Groups hold events to mark 2-year anniversary of Osaze Osagie’s death in State College
A federal lawsuit was filed, dozens of meetings and protests were organized and multiple investigations were carried out in the two years since a State College resident was fatally shot by a borough police officer.
But that’s left 3/20 Coalition secretary Melanie Morrison with more questions than answers, prompting her to wonder aloud Wednesday about just how much has really changed since Osaze Osagie’s death.
“We’ve been able to see the work that we picked up from the start and how much it has kept the pressure on the people with the power to actually change things, but it’s also been a painful reminder of just how little has actually come to completion,” Morrison said. “There’s been so many task forces and people meeting, and yet we’re still not at a point where anything is being implemented.”

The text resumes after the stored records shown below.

use std::sync::{
  atomic::{AtomicUsize, Ordering},
  Arc,
};

use crate::{
  drain::DownstreamCell,
  error::Error,
  flowable::Flowable,
  hooks,
  subscriber::Subscriber,
  subscription::{DeferredSubscription, Subscription, Upstream},
};

const NO_WINNER: usize = usize::MAX;

/// Subscribes every source and mirrors the first one that signals anything;
/// the others are cancelled.
pub struct Amb<P> {
  sources: Vec<P>,
}

impl<P> Amb<P> {
  pub fn new(sources: Vec<P>) -> Self { Amb { sources } }
}

impl<P: Flowable> Flowable for Amb<P> {
  type Item = P::Item;

  fn subscribe_actual<O: Subscriber<P::Item>>(self, mut downstream: O) {
    if self.sources.is_empty() {
      downstream.on_subscribe(Upstream::empty());
      downstream.on_complete();
      return;
    }
    let state = Arc::new(AmbState {
      downstream: DownstreamCell::default(),
      winner: AtomicUsize::new(NO_WINNER),
      subscriptions: self.sources.iter().map(|_| DeferredSubscription::default()).collect(),
    });
    downstream.on_subscribe(Upstream::Plain(state.clone()));
    if !state.downstream.attach(downstream) {
      return;
    }
    for (index, source) in self.sources.into_iter().enumerate() {
      if state.winner.load(Ordering::Acquire) != NO_WINNER || state.downstream.is_cancelled() {
        break;
      }
      source.subscribe_actual(AmbSubscriber { state: state.clone(), index, won: false });
    }
  }
}

struct AmbState<O> {
  downstream: DownstreamCell<O>,
  winner: AtomicUsize,
  subscriptions: Vec<DeferredSubscription>,
}

impl<O> AmbState<O> {
  /// True when `index` is, or just became, the winner.
  fn try_win(&self, index: usize) -> bool {
    match self.winner.compare_exchange(NO_WINNER, index, Ordering::AcqRel, Ordering::Acquire) {
      Ok(_) => {
        for (i, subscription) in self.subscriptions.iter().enumerate() {
          if i != index {
            subscription.cancel();
          }
        }
        true
      }
      Err(current) => current == index,
    }
  }
}

impl<O: Send + 'static> Subscription for AmbState<O> {
  fn request(&self, n: u64) {
    match self.winner.load(Ordering::Acquire) {
      NO_WINNER => self.subscriptions.iter().for_each(|s| s.request(n)),
      winner => self.subscriptions[winner].request(n),
    }
  }

  fn cancel(&self) {
    if self.downstream.cancel() {
      self.subscriptions.iter().for_each(Subscription::cancel);
    }
  }
}

struct AmbSubscriber<O> {
  state: Arc<AmbState<O>>,
  index: usize,
  won: bool,
}

impl<O> AmbSubscriber<O> {
  fn claim(&mut self) -> bool {
    if !self.won {
      self.won = self.state.try_win(self.index);
    }
    self.won
  }
}

impl<T: Send + 'static, O: Subscriber<T>> Subscriber<T> for AmbSubscriber<O> {
  fn on_subscribe(&mut self, upstream: Upstream<T>) {
    self.state.subscriptions[self.index].set(upstream.into_shared());
  }

  fn on_next(&mut self, value: T) {
    if !self.claim() {
      self.state.subscriptions[self.index].cancel();
      return;
    }
    let mut slot = self.state.downstream.lock();
    if let Some(downstream) = slot.as_mut() {
      downstream.on_next(value);
    }
    if self.state.downstream.is_cancelled() {
      slot.take();
    }
  }

  fn on_error(mut self, err: Error) {
    if !self.claim() {
      hooks::on_undeliverable(err);
      return;
    }
    self.state.subscriptions[self.index].release();
    if let Some(downstream) = self.state.downstream.take() {
      downstream.on_error(err);
    }
  }

  fn on_complete(mut self) {
    if !self.claim() {
      return;
    }
    self.state.subscriptions[self.index].release();
    if let Some(downstream) = self.state.downstream.take() {
      downstream.on_complete();
    }
  }
}

#[cfg(test)]
mod tests {
  use std::{
    sync::{
      atomic::{AtomicBool, Ordering},
      Arc, Barrier,
    },
    thread,
  };

  use parking_lot::Mutex;

  use crate::{prelude::*, testing::capture_undeliverable};

  #[test]
  fn first_to_signal_wins_and_losers_are_cancelled() {
    let scheduler = TestScheduler::new();
    let slow = flowable::timer(Duration::from_millis(20), scheduler.clone()).map(|_| 1);
    let fast = flowable::timer(Duration::from_millis(10), scheduler.clone()).map(|_| 2);
    let ts = flowable::amb([slow.boxed(), fast.boxed()]).test();
    ts.assert_empty();
    scheduler.advance_time_by(Duration::from_millis(10));
    ts.assert_result(&[2]);
    assert_eq!(scheduler.pending(), 0);
  }

  #[test]
  fn synchronous_winner_stops_subscribing_the_rest() {
    let subscribed = Arc::new(AtomicBool::new(false));
    let flag = subscribed.clone();
    let late = flowable::defer(move || {
      flag.store(true, Ordering::SeqCst);
      flowable::just(9)
    });
    flowable::amb([flowable::range(1, 2).boxed(), late.boxed()]).test().assert_result(&[1, 2]);
    assert!(!subscribed.load(Ordering::SeqCst));
  }

  #[test]
  fn an_error_can_win() {
    flowable::amb([flowable::error::<i32>(Error::msg("x")).boxed(), flowable::never().boxed()])
      .test()
      .assert_failure(&Error::msg("x"), &[]);
  }

  /// Keeps signalling regardless of cancellation.
  struct Stubborn(Arc<Mutex<Option<BoxSubscriber<i32>>>>);

  impl Flowable for Stubborn {
    type Item = i32;

    fn subscribe_actual<S: Subscriber<i32>>(self, mut subscriber: S) {
      subscriber.on_subscribe(Upstream::empty());
      *self.0.lock() = Some(Box::new(subscriber));
    }
  }

  #[test]
  fn loser_errors_go_to_the_hook() {
    let loser = Arc::new(Mutex::new(None));
    let (ts, routed) = capture_undeliverable(|| {
      let ts = flowable::amb([Stubborn(loser.clone()).boxed(), flowable::just(7).boxed()]).test();
      if let Some(subscriber) = loser.lock().take() {
        subscriber.on_error(Error::msg("late"));
      }
      ts
    });
    ts.assert_result(&[7]);
    assert_eq!(routed, vec![Error::msg("late")]);
  }

  #[test]
  fn empty_sources_complete() {
    flowable::amb(Vec::<BoxFlowable<i32>>::new()).test().assert_result(&[]);
  }

  #[test]
  fn simultaneous_emitters_produce_one_winner() {
    for _ in 0..50 {
      let slots: Vec<Arc<Mutex<Option<Emitter<i32>>>>> =
        (0..2).map(|_| Arc::new(Mutex::new(None))).collect();
      let sources: Vec<_> = slots
        .iter()
        .map(|slot| {
          let s = slot.clone();
          flowable::create(move |e| *s.lock() = Some(e), BackpressureStrategy::Buffer).boxed()
        })
        .collect();
      let ts = flowable::amb(sources).test();

      let barrier = Arc::new(Barrier::new(2));
      let handles: Vec<_> = slots
        .iter()
        .enumerate()
        .map(|(i, slot)| {
          let mut emitter = slot.lock().take().unwrap();
          let barrier = barrier.clone();
          thread::spawn(move || {
            barrier.wait();
            emitter.next(i as i32);
            emitter.complete();
          })
        })
        .collect();
      for h in handles {
        h.join().unwrap();
      }
      ts.assert_value_count(1).assert_complete();
      assert_eq!(ts.completions(), 1);
    }
  }
}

The 3/20 Coalition and the State College NAACP have planned separate events to honor Osagie’s memory Saturday, following the 3/20 Coalition’s Friday march and protest in downtown State College. Dozens of people were in attendance.
In November, the State College-Centre County mental health task force unveiled a 79-page report with 21 recommendations on how to improve the county’s mental health system.

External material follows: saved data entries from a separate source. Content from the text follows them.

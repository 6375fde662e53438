//! The 0..1 value source.
//!
//! A [`Maybe`] ends with exactly one of `on_success`, `on_complete` (no
//! value) or `on_error`. There is no demand to negotiate; the consumer
//! receives a [`BoxDisposable`] in `on_subscribe` to cancel the work.
//!
//! ```rust
//! use rxflow::prelude::*;
//!
//! let to = maybe::just(20).map(|v| v + 1).filter(|v| v % 2 == 1).test();
//! to.assert_value(21);
//! ```

use std::sync::{
  atomic::{AtomicBool, Ordering},
  Arc,
};

use crate::{
  disposable::{BoxDisposable, Disposable},
  error::Error,
  flowable::Flowable,
  function::{Fallible, Infallible},
  ops::blocking::Interrupt,
  scheduler::{Duration, Scheduler},
  subscription::{validate_request, Subscription},
  testing::TestObserver,
};

mod bridge;
mod delay;
mod flat_map;
mod lifecycle;
mod map;
mod on_error;
mod source;
mod timeout;

pub use bridge::{LambdaObserver, MaybeFuture, MaybeToFlowable};
pub use delay::{Delay, DelayOther};
pub use flat_map::{FlatMap, SwitchIfEmpty};
pub use lifecycle::DoOnDispose;
pub use map::{Filter, Map};
pub use on_error::{OnErrorComplete, OnErrorResumeNext, OnErrorReturn};
pub use source::{
  defer, empty, error, from_fn, just, never, timer, Defer, Empty, ErrorMaybe, FromFn, Just, Never,
  Timer,
};
pub use timeout::Timeout;

/// Consumer of a [`Maybe`].
pub trait MaybeObserver<T>: Send + 'static {
  fn on_subscribe(&mut self, disposable: BoxDisposable);

  fn on_success(self, value: T);

  /// Finished without a value.
  fn on_complete(self);

  fn on_error(self, err: Error);
}

pub trait Maybe: Sized + Send + 'static {
  type Item: Send + 'static;

  /// Connects `observer` to a fresh run of this source. `on_subscribe` is
  /// called exactly once, before the outcome.
  fn subscribe_actual<O: MaybeObserver<Self::Item>>(self, observer: O);

  // ==================== Subscribing ====================

  fn subscribe_with<O: MaybeObserver<Self::Item>>(self, observer: O) {
    self.subscribe_actual(observer)
  }

  /// Calls `on_success` with the value, if any. Errors go to the error hook.
  fn subscribe<F>(self, on_success: F) -> BoxDisposable
  where
    F: FnOnce(Self::Item) + Send + 'static,
  {
    self.subscribe_all(on_success, crate::subscriber::lambda::unhandled, || {})
  }

  fn subscribe_all<F, E, C>(self, on_success: F, on_error: E, on_complete: C) -> BoxDisposable
  where
    F: FnOnce(Self::Item) + Send + 'static,
    E: FnOnce(Error) + Send + 'static,
    C: FnOnce() + Send + 'static,
  {
    let observer = LambdaObserver::new(on_success, on_error, on_complete);
    let handle = observer.handle();
    self.subscribe_actual(observer);
    handle
  }

  fn test(self) -> TestObserver<Self::Item> {
    let to = TestObserver::new();
    self.subscribe_actual(to.clone());
    to
  }

  fn boxed(self) -> BoxMaybe<Self::Item> { Box::new(self) }

  // ==================== Transforming ====================

  fn map<B, F>(self, f: F) -> Map<Self, Infallible<F>>
  where
    B: Send + 'static,
    F: Fn(Self::Item) -> B + Send + Sync + 'static,
  {
    Map::new(self, Infallible(f))
  }

  /// [`map`](Self::map) with a fallible function; an `Err` becomes the
  /// outcome.
  fn try_map<B, F>(self, f: F) -> Map<Self, Fallible<F>>
  where
    B: Send + 'static,
    F: Fn(Self::Item) -> Result<B, Error> + Send + Sync + 'static,
  {
    Map::new(self, Fallible(f))
  }

  /// Completes empty when the value is rejected.
  fn filter<F>(self, predicate: F) -> Filter<Self, F>
  where
    F: Fn(&Self::Item) -> bool + Send + Sync + 'static,
  {
    Filter::new(self, predicate)
  }

  fn flat_map<M, F>(self, mapper: F) -> FlatMap<Self, F>
  where
    M: Maybe,
    F: Fn(Self::Item) -> M + Send + Sync + 'static,
  {
    FlatMap::new(self, mapper)
  }

  /// Runs `other` when this source completes empty.
  fn switch_if_empty<M>(self, other: M) -> SwitchIfEmpty<Self, M>
  where
    M: Maybe<Item = Self::Item>,
  {
    SwitchIfEmpty::new(self, other)
  }

  // ==================== Time ====================

  /// Delays every outcome, errors included, by `delay`.
  fn delay<Sch: Scheduler>(self, delay: Duration, scheduler: Sch) -> Delay<Self, Sch> {
    Delay::new(self, delay, scheduler)
  }

  /// Holds the outcome back until `other` emits or completes.
  fn delay_other<P: Flowable>(self, other: P) -> DelayOther<Self, P> {
    DelayOther::new(self, other)
  }

  /// Fails with [`Error::Timeout`] when no outcome arrives within `timeout`.
  fn timeout<Sch: Scheduler>(self, timeout: Duration, scheduler: Sch) -> Timeout<Self, Timer<Sch>> {
    Timeout::new(self, timer(timeout, scheduler)).with_error(Error::Timeout(timeout))
  }

  /// Switches to `fallback` when no outcome arrives within `timeout`.
  fn timeout_fallback<Sch, M>(self, timeout: Duration, scheduler: Sch, fallback: M)
    -> Timeout<Self, Timer<Sch>>
  where
    Sch: Scheduler,
    M: Maybe<Item = Self::Item>,
  {
    Timeout::new(self, timer(timeout, scheduler)).with_fallback(fallback)
  }

  /// Times out as soon as `indicator` signals anything.
  fn timeout_by<I: Maybe>(self, indicator: I) -> Timeout<Self, I> { Timeout::new(self, indicator) }

  fn timeout_by_fallback<I, M>(self, indicator: I, fallback: M) -> Timeout<Self, I>
  where
    I: Maybe,
    M: Maybe<Item = Self::Item>,
  {
    Timeout::new(self, indicator).with_fallback(fallback)
  }

  // ==================== Error handling ====================

  fn on_error_return<F>(self, f: F) -> OnErrorReturn<Self, F>
  where
    F: Fn(Error) -> Self::Item + Send + Sync + 'static,
  {
    OnErrorReturn::new(self, f)
  }

  fn on_error_complete(self) -> OnErrorComplete<Self> { OnErrorComplete::new(self) }

  fn on_error_resume_next<M, F>(self, f: F) -> OnErrorResumeNext<Self, F>
  where
    M: Maybe<Item = Self::Item>,
    F: Fn(Error) -> M + Send + Sync + 'static,
  {
    OnErrorResumeNext::new(self, f)
  }

  // ==================== Side effects ====================

  /// Runs `f` when the consumer disposes before an outcome arrived.
  fn do_on_dispose<F>(self, f: F) -> DoOnDispose<Self, F>
  where
    F: Fn() + Send + Sync + 'static,
  {
    DoOnDispose::new(self, f)
  }

  // ==================== Bridges ====================

  /// A [`Flowable`] of at most one value, emitted once requested.
  fn to_flowable(self) -> MaybeToFlowable<Self> { MaybeToFlowable::new(self) }

  /// Blocks until the outcome arrives; `None` for an empty completion.
  fn blocking_get(self) -> Result<Option<Self::Item>, Error> {
    self.blocking_get_with(&Interrupt::new())
  }

  /// [`blocking_get`](Self::blocking_get) that `interrupt` can wake early
  /// with [`Error::Interrupted`].
  fn blocking_get_with(self, interrupt: &Interrupt) -> Result<Option<Self::Item>, Error> {
    bridge::blocking_get(self, interrupt)
  }

  /// Subscribes right away; the future resolves with the outcome and
  /// disposes the subscription when dropped early.
  fn into_future(self) -> MaybeFuture<Self::Item> { MaybeFuture::new(self) }
}

// ==================== Boxed ====================

/// Object-safe mirror of [`MaybeObserver`].
pub trait DynMaybeObserver<T>: Send {
  fn box_on_subscribe(&mut self, disposable: BoxDisposable);

  fn box_on_success(self: Box<Self>, value: T);

  fn box_on_complete(self: Box<Self>);

  fn box_on_error(self: Box<Self>, err: Error);
}

impl<T, O: MaybeObserver<T>> DynMaybeObserver<T> for O {
  fn box_on_subscribe(&mut self, disposable: BoxDisposable) { self.on_subscribe(disposable) }

  fn box_on_success(self: Box<Self>, value: T) { (*self).on_success(value) }

  fn box_on_complete(self: Box<Self>) { (*self).on_complete() }

  fn box_on_error(self: Box<Self>, err: Error) { (*self).on_error(err) }
}

pub type BoxMaybeObserver<T> = Box<dyn DynMaybeObserver<T>>;

impl<T: 'static> MaybeObserver<T> for BoxMaybeObserver<T> {
  fn on_subscribe(&mut self, disposable: BoxDisposable) { (**self).box_on_subscribe(disposable) }

  fn on_success(self, value: T) { self.box_on_success(value) }

  fn on_complete(self) { self.box_on_complete() }

  fn on_error(self, err: Error) { self.box_on_error(err) }
}

/// Object-safe mirror of [`Maybe`].
pub trait DynMaybe<T>: Send {
  fn box_subscribe(self: Box<Self>, observer: BoxMaybeObserver<T>);
}

impl<M: Maybe> DynMaybe<M::Item> for M {
  fn box_subscribe(self: Box<Self>, observer: BoxMaybeObserver<M::Item>) {
    (*self).subscribe_actual(observer)
  }
}

pub type BoxMaybe<T> = Box<dyn DynMaybe<T>>;

impl<T: Send + 'static> Maybe for BoxMaybe<T> {
  type Item = T;

  fn subscribe_actual<O: MaybeObserver<T>>(self, observer: O) {
    self.box_subscribe(Box::new(observer))
  }

  fn boxed(self) -> BoxMaybe<T> { self }
}

// ==================== Adapters ====================

/// Disposes a Maybe consumer's handle by cancelling a flowable upstream.
pub(crate) struct SubscriptionDisposable {
  upstream: Arc<dyn Subscription>,
  disposed: AtomicBool,
}

impl SubscriptionDisposable {
  pub fn new(upstream: Arc<dyn Subscription>) -> Arc<Self> {
    Arc::new(SubscriptionDisposable { upstream, disposed: AtomicBool::new(false) })
  }
}

impl Disposable for SubscriptionDisposable {
  fn dispose(&self) {
    if !self.disposed.swap(true, Ordering::AcqRel) {
      self.upstream.cancel();
    }
  }

  fn is_disposed(&self) -> bool { self.disposed.load(Ordering::Acquire) }
}

/// Cancels a Maybe source on behalf of a flowable consumer. Demand has no
/// meaning for it.
pub(crate) struct DisposableSubscription(pub BoxDisposable);

impl Subscription for DisposableSubscription {
  fn request(&self, n: u64) { validate_request(n); }

  fn cancel(&self) { self.0.dispose() }
}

The latest step taken by Centre County and State College leaders was to organize a new committee to oversee the implementation of the old committee’s work.

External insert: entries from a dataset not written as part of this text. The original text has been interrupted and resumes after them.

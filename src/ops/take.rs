use std::sync::{
  atomic::{AtomicBool, AtomicU64, Ordering},
  Arc,
};

use crate::{
  error::Error,
  flowable::Flowable,
  hooks,
  subscriber::Subscriber,
  subscription::{validate_request, Subscription, Upstream},
};

/// Emits at most `count` values, then cancels the upstream and completes.
///
/// Requests passed upstream are capped so the source never produces more
/// than `count` values in total.
#[derive(Clone)]
pub struct Take<S> {
  source: S,
  count: u64,
}

impl<S> Take<S> {
  pub fn new(source: S, count: u64) -> Self { Take { source, count } }
}

impl<S: Flowable> Flowable for Take<S> {
  type Item = S::Item;

  fn subscribe_actual<O: Subscriber<S::Item>>(self, downstream: O) {
    self.source.subscribe_actual(TakeSubscriber {
      downstream: Some(downstream),
      remaining: self.count,
      count: self.count,
      upstream: None,
      cancelled: Arc::default(),
    })
  }
}

struct TakeSubscriber<O> {
  downstream: Option<O>,
  remaining: u64,
  count: u64,
  upstream: Option<Arc<dyn Subscription>>,
  cancelled: Arc<AtomicBool>,
}

impl<O> TakeSubscriber<O> {
  fn is_cancelled(&self) -> bool { self.cancelled.load(Ordering::Acquire) }
}

impl<T: Send + 'static, O: Subscriber<T>> Subscriber<T> for TakeSubscriber<O> {
  fn on_subscribe(&mut self, upstream: Upstream<T>) {
    let upstream = upstream.into_shared();
    if self.count == 0 {
      upstream.cancel();
      if let Some(mut downstream) = self.downstream.take() {
        downstream.on_subscribe(Upstream::empty());
        downstream.on_complete();
      }
      return;
    }
    self.upstream = Some(upstream.clone());
    if let Some(downstream) = self.downstream.as_mut() {
      downstream.on_subscribe(Upstream::plain(CappedRequests {
        upstream,
        budget: AtomicU64::new(self.count),
        cancelled: self.cancelled.clone(),
      }));
    }
  }

  fn on_next(&mut self, value: T) {
    if self.is_cancelled() {
      return;
    }
    let Some(downstream) = self.downstream.as_mut() else { return };
    self.remaining -= 1;
    downstream.on_next(value);
    if self.is_cancelled() {
      self.downstream = None;
      return;
    }
    if self.remaining == 0 {
      if let Some(upstream) = self.upstream.take() {
        upstream.cancel();
      }
      if let Some(downstream) = self.downstream.take() {
        downstream.on_complete();
      }
    }
  }

  fn on_error(self, err: Error) {
    match self.downstream {
      Some(downstream) if !self.cancelled.load(Ordering::Acquire) => downstream.on_error(err),
      _ => hooks::on_undeliverable(err),
    }
  }

  fn on_complete(self) {
    if self.cancelled.load(Ordering::Acquire) {
      return;
    }
    if let Some(downstream) = self.downstream {
      downstream.on_complete();
    }
  }
}

struct CappedRequests {
  upstream: Arc<dyn Subscription>,
  budget: AtomicU64,
  cancelled: Arc<AtomicBool>,
}

impl Subscription for CappedRequests {
  fn request(&self, n: u64) {
    if !validate_request(n) {
      return;
    }
    let prev = self
      .budget
      .fetch_update(Ordering::AcqRel, Ordering::Acquire, |b| (b > 0).then(|| b - n.min(b)))
      .unwrap_or(0);
    let granted = n.min(prev);
    if granted > 0 {
      self.upstream.request(granted);
    }
  }

  fn cancel(&self) {
    if !self.cancelled.swap(true, Ordering::AcqRel) {
      self.upstream.cancel();
    }
  }
}

#[cfg(test)]
mod tests {
  use std::sync::{
    atomic::{AtomicU64, AtomicUsize, Ordering},
    Arc,
  };

  use crate::prelude::*;

  #[test]
  fn takes_the_first_values_and_cancels() {
    let cancelled = Arc::new(AtomicUsize::new(0));
    let c = cancelled.clone();
    flowable::range(1, 100)
      .do_on_cancel(move || {
        c.fetch_add(1, Ordering::SeqCst);
      })
      .take(3)
      .test()
      .assert_result(&[1, 2, 3]);
    assert_eq!(cancelled.load(Ordering::SeqCst), 1);
  }

  #[test]
  fn caps_upstream_demand() {
    let requested = Arc::new(AtomicU64::new(0));
    let r = requested.clone();
    let ts = flowable::range(1, 100)
      .do_on_request(move |n| {
        r.fetch_add(n, Ordering::SeqCst);
      })
      .take(5)
      .test();
    ts.assert_result(&[1, 2, 3, 4, 5]);
    assert_eq!(requested.load(Ordering::SeqCst), 5);
  }

  #[derive(Default)]
  struct Counts {
    nexts: AtomicUsize,
    terminals: AtomicUsize,
  }

  /// Cancels its subscription from inside the first `on_next`.
  struct CancelOnFirst {
    upstream: Option<Upstream<i32>>,
    counts: Arc<Counts>,
  }

  impl Subscriber<i32> for CancelOnFirst {
    fn on_subscribe(&mut self, upstream: Upstream<i32>) {
      upstream.request(UNBOUNDED);
      self.upstream = Some(upstream);
    }

    fn on_next(&mut self, _: i32) {
      self.counts.nexts.fetch_add(1, Ordering::SeqCst);
      if let Some(upstream) = self.upstream.take() {
        upstream.cancel();
      }
    }

    fn on_error(self, _: Error) { self.counts.terminals.fetch_add(1, Ordering::SeqCst); }

    fn on_complete(self) { self.counts.terminals.fetch_add(1, Ordering::SeqCst); }
  }

  fn cancel_on_first(source: impl Flowable<Item = i32>) -> Arc<Counts> {
    let counts = Arc::new(Counts::default());
    source.subscribe_with(CancelOnFirst { upstream: None, counts: counts.clone() });
    counts
  }

  #[test]
  fn cancel_inside_the_last_value_suppresses_completion() {
    for counts in [
      cancel_on_first(flowable::range(1, 3).take(1)),
      cancel_on_first(flowable::range(1, 3).hide().take(1)),
      cancel_on_first(flowable::just(1).take(1).hide()),
    ] {
      assert_eq!(counts.nexts.load(Ordering::SeqCst), 1);
      assert_eq!(counts.terminals.load(Ordering::SeqCst), 0);
    }
  }

  #[test]
  fn cancel_before_the_limit_stops_values_and_terminal() {
    let counts = cancel_on_first(flowable::range(1, 10).take(5));
    assert_eq!(counts.nexts.load(Ordering::SeqCst), 1);
    assert_eq!(counts.terminals.load(Ordering::SeqCst), 0);
  }

  #[test]
  fn take_zero_completes_immediately() {
    flowable::never::<i32>().take(0).test().assert_result(&[]);
  }
}
//! Micro-benchmark: one candidate checked against synthetic school-year
//! snapshots of increasing size. The engine is linear in the snapshot, so
//! throughput here is the number the form layer cares about.

use clash_engine::{detect_conflicts, ResourceId, Schedule};
use criterion::{criterion_group, criterion_main, BenchmarkId, Criterion};
use std::hint::black_box;

fn snapshot(len: usize) -> Vec<Schedule> {
    (0..len)
        .map(|i| Schedule {
            id: Some(ResourceId::from(i as i64)),
            room_id: ResourceId::from((i % 40) as i64),
            teacher_id: ResourceId::from((i % 60) as i64),
            section_id: ResourceId::from(format!("G{}-{}", i % 6 + 7, i % 4)),
            days_of_week: vec![(i % 5 + 1) as u8, ((i + 2) % 5 + 1) as u8],
            start_time: format!("{:02}:{:02}", 7 + i % 9, (i % 4) * 15),
            end_time: format!("{:02}:{:02}", 8 + i % 9, (i % 4) * 15),
            school_year: "2024-2025".to_string(),
        })
        .collect()
}

fn bench_detect(c: &mut Criterion) {
    let candidate = Schedule {
        id: None,
        room_id: ResourceId::from(5i64),
        teacher_id: ResourceId::from(12i64),
        section_id: ResourceId::from("G7-1"),
        days_of_week: vec![1, 3],
        start_time: "08:00".to_string(),
        end_time: "09:00".to_string(),
        school_year: "2024-2025".to_string(),
    };

    let mut group = c.benchmark_group("detect_conflicts");
    for len in [100usize, 1_000, 10_000] {
        let existing = snapshot(len);
        group.bench_with_input(BenchmarkId::from_parameter(len), &existing, |b, existing| {
            b.iter(|| detect_conflicts(black_box(&candidate), black_box(existing), None));
        });
    }
    group.finish();
}

criterion_group!(benches, bench_detect);
criterion_main!(benches);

That was one of the recommendations made by the original task force, but Morrison said it’s “two years too late.”
“We need to have more change happening now because nobody needs to go through the pain that the Osagie family has had to go through,” Morrison said. “To still have to take that to a civil suit and to still have to keep fighting to pursue justice continues to be a profoundly tragic situation.”
At least three members of the occasionally brash group are candidates in the upcoming municipal primary election, all as Democrats.
Morrison is uncontested in the race for Millheim constable, while Tierra Williams is running for Ferguson Township supervisor and Divine Lipscomb is running for State College Borough Council.
That’s part of the group’s long-term plan, but their plan in the interim is to honor Osagie’s legacy.
The group’s “10 Days of Action” will culminate Saturday with a daylong festival with all proceeds expected to go toward the Centre Foundation’s Osaze Osagie College Scholarship Endowment.
The State College NAACP also plans to donate all money raised from its Saturday fundraiser, auction and speaker panel.
“On Saturday, the day of the two-year anniversary, we want to reclaim that as State College, as the community,” Morrison said. “We want to say, ‘We’re building a community that would have kept Osaze safe. We’re building the kind of community that protects and nurtures and doesn’t bring guns to the doorstep of somebody experience a mental health crisis.’ That day is all about community.”